A California Chamber of Commerce-supported job creator bill that would have helped protect small businesses from unwarranted lawsuits failed to pass an Assembly policy committee earlier this week, but was granted reconsideration with the hope and expectation that the author would work with stakeholders to come to an agreement.
AB 1252 (Jones; R-Santee) would have provided needed relief to small businesses by prohibiting a person from bringing a Proposition 65 lawsuit against a business employing fewer than 25 employees.
Proposition 65, “The Safe Drinking Water and Toxic Enforcement Act of 1986,” was designed to protect California’s drinking water from chemicals known to cause cancer or birth defects, and to warn members of the public about the presence of those chemicals in their environment to help them avoid exposure.

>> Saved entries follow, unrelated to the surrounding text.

//! Length-bounded title and content value objects.
//!
//! Lengths are counted in Unicode scalar values (`char`s), not bytes, so a
//! title of one hundred `é` characters is exactly at the limit.

use std::fmt;

use serde::{Deserialize, Serialize};

/// Minimum title length in Unicode scalar values.
pub const MIN_TITLE_LENGTH: usize = 1;

/// Maximum title length in Unicode scalar values.
pub const MAX_TITLE_LENGTH: usize = 100;

/// Minimum content length in Unicode scalar values.
pub const MIN_CONTENT_LENGTH: usize = 1;

/// Maximum content length in Unicode scalar values.
pub const MAX_CONTENT_LENGTH: usize = 10_000;

/// Reasons a note field can be refused.
#[derive(Debug, Clone, PartialEq, Eq, thiserror::Error)]
pub enum ValidationError {
    /// Title length outside `[MIN_TITLE_LENGTH, MAX_TITLE_LENGTH]`.
    #[error(
        "title must be between {} and {} characters, got {len}",
        MIN_TITLE_LENGTH,
        MAX_TITLE_LENGTH
    )]
    TitleLength { len: usize },

    /// Content length outside `[MIN_CONTENT_LENGTH, MAX_CONTENT_LENGTH]`.
    #[error(
        "content must be between {} and {} characters, got {len}",
        MIN_CONTENT_LENGTH,
        MAX_CONTENT_LENGTH
    )]
    ContentLength { len: usize },
}

fn char_len(s: &str) -> usize {
    s.chars().count()
}

/// A note title with 1 to 100 characters.
#[derive(Debug, Clone, PartialEq, Eq, Hash, Serialize)]
#[serde(transparent)]
pub struct Title(String);

impl Title {
    /// Validates and wraps a title.
    pub fn new(value: impl Into<String>) -> Result<Self, ValidationError> {
        let value = value.into();
        let len = char_len(&value);
        if !(MIN_TITLE_LENGTH..=MAX_TITLE_LENGTH).contains(&len) {
            return Err(ValidationError::TitleLength { len });
        }
        Ok(Self(value))
    }

    /// Returns the title text.
    #[must_use]
    pub fn as_str(&self) -> &str {
        &self.0
    }
}

impl fmt::Display for Title {
    fn fmt(&self, f: &mut fmt::Formatter<'_>) -> fmt::Result {
        f.write_str(&self.0)
    }
}

impl<'de> Deserialize<'de> for Title {
    fn deserialize<D>(deserializer: D) -> Result<Self, D::Error>
    where
        D: serde::Deserializer<'de>,
    {
        let s = String::deserialize(deserializer)?;
        Self::new(s).map_err(serde::de::Error::custom)
    }
}

/// Note body text with 1 to 10000 characters.
#[derive(Debug, Clone, PartialEq, Eq, Hash, Serialize)]
#[serde(transparent)]
pub struct Content(String);

impl Content {
    /// Validates and wraps note content. Content is kept verbatim.
    pub fn new(value: impl Into<String>) -> Result<Self, ValidationError> {
        let value = value.into();
        let len = char_len(&value);
        if !(MIN_CONTENT_LENGTH..=MAX_CONTENT_LENGTH).contains(&len) {
            return Err(ValidationError::ContentLength { len });
        }
        Ok(Self(value))
    }

    /// Returns the content text.
    #[must_use]
    pub fn as_str(&self) -> &str {
        &self.0
    }
}

impl fmt::Display for Content {
    fn fmt(&self, f: &mut fmt::Formatter<'_>) -> fmt::Result {
        f.write_str(&self.0)
    }
}

impl<'de> Deserialize<'de> for Content {
    fn deserialize<D>(deserializer: D) -> Result<Self, D::Error>
    where
        D: serde::Deserializer<'de>,
    {
        let s = String::deserialize(deserializer)?;
        Self::new(s).map_err(serde::de::Error::custom)
    }
}
//! Middleware for the HTTP API.

pub mod cors;
pub mod request_id;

The law requires, among other things, that private businesses with more than 10 employees post warnings when they knowingly expose workers or the public to listed chemicals. These warnings can take the form of placards in business establishments where listed chemicals exist or are released into the environment, or as part of the labeling of a consumer product that contains a listed chemical.

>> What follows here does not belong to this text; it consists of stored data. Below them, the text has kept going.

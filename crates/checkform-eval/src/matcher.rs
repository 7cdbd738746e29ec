//! Pair predicted records to ground-truth records under fuzzy equality

use checkform_domain::{CheckboxKey, CheckboxRecord};
use std::cmp::Ordering;
use std::collections::{BTreeMap, VecDeque};
use tracing::debug;

/// Minimum similarity for the fuzzy fallback to accept a pair.
///
/// A candidate pair is taken only when its score strictly exceeds this.
/// 0.85 is a calibration default, not a hard requirement; tune it against
/// real label variance via [`match_records_with_threshold`].
pub const DEFAULT_SIMILARITY_THRESHOLD: f64 = 0.85;

/// A prediction/truth pair that agreed on identity
#[derive(Debug, Clone, PartialEq)]
pub struct MatchedPair {
    /// Normalized identity of the truth-side record
    pub key: CheckboxKey,

    /// The predicted record
    pub predicted: CheckboxRecord,

    /// The ground-truth record
    pub truth: CheckboxRecord,

    /// Whether the checked states agree; a disagreement scores as one
    /// false positive plus one false negative
    pub state_agrees: bool,
}

/// Result of matching one prediction set against one truth set.
///
/// The three collections are disjoint and conserve counts:
/// `matched.len() + unmatched_predictions.len()` equals the number of
/// predictions, and `matched.len() + unmatched_truths.len()` equals the
/// number of truths. Contents are sets; they are kept sorted by normalized
/// key so two runs over permuted inputs produce identical values.
#[derive(Debug, Clone, Default, PartialEq)]
pub struct MatchOutcome {
    /// Identity-matched pairs
    pub matched: Vec<MatchedPair>,

    /// Predicted keys absent from truth (false positives)
    pub unmatched_predictions: Vec<CheckboxRecord>,

    /// Truth keys absent from predictions (false negatives)
    pub unmatched_truths: Vec<CheckboxRecord>,
}

impl MatchOutcome {
    /// Number of predictions consumed by this outcome
    pub fn total_predictions(&self) -> usize {
        self.matched.len() + self.unmatched_predictions.len()
    }

    /// Number of ground-truth records consumed by this outcome
    pub fn total_truths(&self) -> usize {
        self.matched.len() + self.unmatched_truths.len()
    }
}

/// Match with the default similarity threshold
pub fn match_records(predicted: &[CheckboxRecord], truth: &[CheckboxRecord]) -> MatchOutcome {
    match_records_with_threshold(predicted, truth, DEFAULT_SIMILARITY_THRESHOLD)
}

/// Pair predicted records against ground truth.
///
/// Exact matching on normalized keys runs first; the residue goes through a
/// similarity fallback that accepts only mutual-best pairs scoring strictly
/// above `threshold`. Duplicate keys within a side pair off one-to-one in
/// sorted order, so the result is independent of input order.
pub fn match_records_with_threshold(
    predicted: &[CheckboxRecord],
    truth: &[CheckboxRecord],
    threshold: f64,
) -> MatchOutcome {
    let mut preds = keyed_sorted(predicted);
    let truths = keyed_sorted(truth);

    // Exact phase: consume truth records by key, one per prediction.
    let mut truth_pool: BTreeMap<CheckboxKey, VecDeque<CheckboxRecord>> = BTreeMap::new();
    for (key, record) in truths {
        truth_pool.entry(key).or_default().push_back(record);
    }

    let mut matched = Vec::new();
    let mut leftover_preds: Vec<(CheckboxKey, CheckboxRecord)> = Vec::new();

    for (key, pred) in preds.drain(..) {
        match truth_pool.get_mut(&key).and_then(VecDeque::pop_front) {
            Some(truth_record) => matched.push(MatchedPair {
                state_agrees: pred.is_checked == truth_record.is_checked,
                key,
                predicted: pred,
                truth: truth_record,
            }),
            None => leftover_preds.push((key, pred)),
        }
    }

    let leftover_truths: Vec<(CheckboxKey, CheckboxRecord)> = truth_pool
        .into_iter()
        .flat_map(|(key, queue)| queue.into_iter().map(move |r| (key.clone(), r)))
        .collect();

    // Fuzzy phase over the residue. Candidates are swept in descending score
    // order with key-ordered tie-breaks; each accepted pair therefore scores
    // highest for both of its partners among still-unclaimed records, which
    // is the mutual-best rule.
    let mut candidates: Vec<(f64, usize, usize)> = Vec::new();
    for (pi, (pkey, _)) in leftover_preds.iter().enumerate() {
        for (ti, (tkey, _)) in leftover_truths.iter().enumerate() {
            let score = strsim::normalized_levenshtein(&pkey.combined(), &tkey.combined());
            if score > threshold {
                candidates.push((score, pi, ti));
            }
        }
    }
    candidates.sort_by(|a, b| {
        b.0.partial_cmp(&a.0)
            .unwrap_or(Ordering::Equal)
            .then(a.1.cmp(&b.1))
            .then(a.2.cmp(&b.2))
    });

    let mut pred_claimed = vec![false; leftover_preds.len()];
    let mut truth_claimed = vec![false; leftover_truths.len()];

    for (score, pi, ti) in candidates {
        if pred_claimed[pi] || truth_claimed[ti] {
            continue;
        }
        pred_claimed[pi] = true;
        truth_claimed[ti] = true;

        let (_, pred) = &leftover_preds[pi];
        let (tkey, truth_record) = &leftover_truths[ti];
        debug!(
            prediction = %leftover_preds[pi].0,
            truth = %tkey,
            score,
            "fuzzy match accepted"
        );
        matched.push(MatchedPair {
            key: tkey.clone(),
            state_agrees: pred.is_checked == truth_record.is_checked,
            predicted: pred.clone(),
            truth: truth_record.clone(),
        });
    }

    let unmatched_predictions = leftover_preds
        .into_iter()
        .zip(pred_claimed)
        .filter(|(_, claimed)| !claimed)
        .map(|((_, record), _)| record)
        .collect();
    let unmatched_truths = leftover_truths
        .into_iter()
        .zip(truth_claimed)
        .filter(|(_, claimed)| !claimed)
        .map(|((_, record), _)| record)
        .collect();

    matched.sort_by(|a, b| a.key.cmp(&b.key).then(a.predicted.is_checked.cmp(&b.predicted.is_checked)));

    MatchOutcome {
        matched,
        unmatched_predictions,
        unmatched_truths,
    }
}

/// Key every record and sort by (key, state) for order independence
fn keyed_sorted(records: &[CheckboxRecord]) -> Vec<(CheckboxKey, CheckboxRecord)> {
    let mut keyed: Vec<(CheckboxKey, CheckboxRecord)> = records
        .iter()
        .map(|r| (CheckboxKey::from_record(r), r.clone()))
        .collect();
    keyed.sort_by(|a, b| a.0.cmp(&b.0).then(a.1.is_checked.cmp(&b.1.is_checked)));
    keyed
}

#[cfg(test)]
mod tests {
    use super::*;

    fn record(section: &str, label: &str, checked: bool) -> CheckboxRecord {
        CheckboxRecord::new(section, label, checked)
    }

    #[test]
    fn test_exact_match() {
        let predicted = vec![record("COVERAGES", "CLAIMS-MADE", true)];
        let truth = vec![record("COVERAGES", "CLAIMS-MADE", true)];

        let outcome = match_records(&predicted, &truth);
        assert_eq!(outcome.matched.len(), 1);
        assert!(outcome.matched[0].state_agrees);
        assert!(outcome.unmatched_predictions.is_empty());
        assert!(outcome.unmatched_truths.is_empty());
    }

    #[test]
    fn test_exact_match_under_normalization() {
        let predicted = vec![record("Type  of Insurance", "occur.", true)];
        let truth = vec![record("TYPE OF INSURANCE", "OCCUR", true)];

        let outcome = match_records(&predicted, &truth);
        assert_eq!(outcome.matched.len(), 1);
    }

    #[test]
    fn test_pure_false_positive() {
        let predicted = vec![record("TYPE OF INSURANCE", "OCCUR", true)];
        let truth = vec![];

        let outcome = match_records(&predicted, &truth);
        assert!(outcome.matched.is_empty());
        assert_eq!(outcome.unmatched_predictions.len(), 1);
        assert!(outcome.unmatched_truths.is_empty());
    }

    #[test]
    fn test_pure_false_negative() {
        let predicted = vec![];
        let truth = vec![record("TYPE OF INSURANCE", "ANY AUTO", false)];

        let outcome = match_records(&predicted, &truth);
        assert!(outcome.matched.is_empty());
        assert!(outcome.unmatched_predictions.is_empty());
        assert_eq!(outcome.unmatched_truths.len(), 1);
    }

    #[test]
    fn test_state_disagreement_still_pairs() {
        let predicted = vec![record("X", "Y", true)];
        let truth = vec![record("X", "Y", false)];

        let outcome = match_records(&predicted, &truth);
        assert_eq!(outcome.matched.len(), 1);
        assert!(!outcome.matched[0].state_agrees);
    }

    #[test]
    fn test_fuzzy_match_accepts_label_variance() {
        let predicted = vec![record("COVERAGES", "Claims Made", true)];
        let truth = vec![record("COVERAGES", "CLAIMS-MADE", true)];

        let outcome = match_records(&predicted, &truth);
        assert_eq!(outcome.matched.len(), 1, "should pair as one identity, not fp+fn");
        assert!(outcome.unmatched_predictions.is_empty());
        assert!(outcome.unmatched_truths.is_empty());
    }

    #[test]
    fn test_fuzzy_match_rejects_below_threshold() {
        let predicted = vec![record("COVERAGES", "UMBRELLA LIAB", true)];
        let truth = vec![record("COVERAGES", "WORKERS COMPENSATION", true)];

        let outcome = match_records(&predicted, &truth);
        assert!(outcome.matched.is_empty());
        assert_eq!(outcome.unmatched_predictions.len(), 1);
        assert_eq!(outcome.unmatched_truths.len(), 1);
    }

    #[test]
    fn test_fuzzy_match_no_double_claim() {
        // Two similar predictions, one truth: only one may claim it.
        let predicted = vec![
            record("COVERAGES", "CLAIMS MADE", true),
            record("COVERAGES", "CLAIM-MADE", true),
        ];
        let truth = vec![record("COVERAGES", "CLAIMS-MADE", true)];

        let outcome = match_records(&predicted, &truth);
        assert_eq!(outcome.matched.len(), 1);
        assert_eq!(outcome.unmatched_predictions.len(), 1);
        assert!(outcome.unmatched_truths.is_empty());
    }

    #[test]
    fn test_duplicate_keys_pair_one_to_one() {
        let predicted = vec![record("A", "B", true), record("A", "B", true)];
        let truth = vec![record("A", "B", true)];

        let outcome = match_records(&predicted, &truth);
        assert_eq!(outcome.matched.len(), 1);
        assert_eq!(outcome.unmatched_predictions.len(), 1);
    }

    #[test]
    fn test_order_independence() {
        let predicted = vec![
            record("TYPE OF INSURANCE", "OCCUR", true),
            record("COVERAGES", "Claims Made", false),
            record("LIMITS", "POLICY", true),
        ];
        let truth = vec![
            record("LIMITS", "POLICY", false),
            record("COVERAGES", "CLAIMS-MADE", false),
            record("TYPE OF INSURANCE", "OCCUR", true),
        ];

        let baseline = match_records(&predicted, &truth);

        let mut predicted_rev = predicted.clone();
        predicted_rev.reverse();
        let mut truth_rev = truth.clone();
        truth_rev.reverse();
        let permuted = match_records(&predicted_rev, &truth_rev);

        assert_eq!(baseline, permuted);
    }

    #[test]
    fn test_count_conservation() {
        let predicted = vec![
            record("A", "ONE", true),
            record("A", "TWO", false),
            record("B", "THREE", true),
        ];
        let truth = vec![record("A", "ONE", true), record("C", "FOUR", false)];

        let outcome = match_records(&predicted, &truth);
        assert_eq!(outcome.total_predictions(), predicted.len());
        assert_eq!(outcome.total_truths(), truth.len());
    }
}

Unfortunately, because Proposition 65 incentivizes individual pursuits by entitling private enforcers to 25% of the penalty collected for successful enforcement in addition to legal fees, a limited number of plaintiffs have engaged in shakedown lawsuits against small businesses over a lack of a sign.
These lawsuits can easily cost several thousand dollars to litigate, causing many small businesses to settle out of court regardless of whether they were required by law to provide a warning.
Currently, more than 900 chemicals are included on the Office of Environmental Health Hazard Assessment (OEHHA) Proposition 65 chemicals list. With so many chemicals on the list, including everyday products, it’s easy to understand why business owners sometimes fail to realize a warning sign is required. In fact, according to OEHHA, “determining anticipated levels of exposure to listed chemicals can be very complex.”
Furthermore, many business owners determine that signage is not warranted given the exposure levels of a particular chemical at their business establishment, but attorneys will still make an allegation in a demand letter in order to pressure businesses into handing over a small settlement or risk ruinous litigation.
AB 1252 will help eliminate the inappropriate use of litigation against these small businesses who can least afford these drive-by lawsuits, while ensuring that the public does receive Proposition 65 warnings when appropriate.
AB 1252 failed to pass the Assembly Environmental Safety and Toxic Materials Committee on April 14, 2-5.
Ayes: Dahle (R-Bieber), Gallagher (R-Yuba City).
Noes: Alejo (D-Salinas), Gonzalez (D-San Diego), Gray (D-Merced), McCarty (D-Sacramento), Ting (D-San Francisco).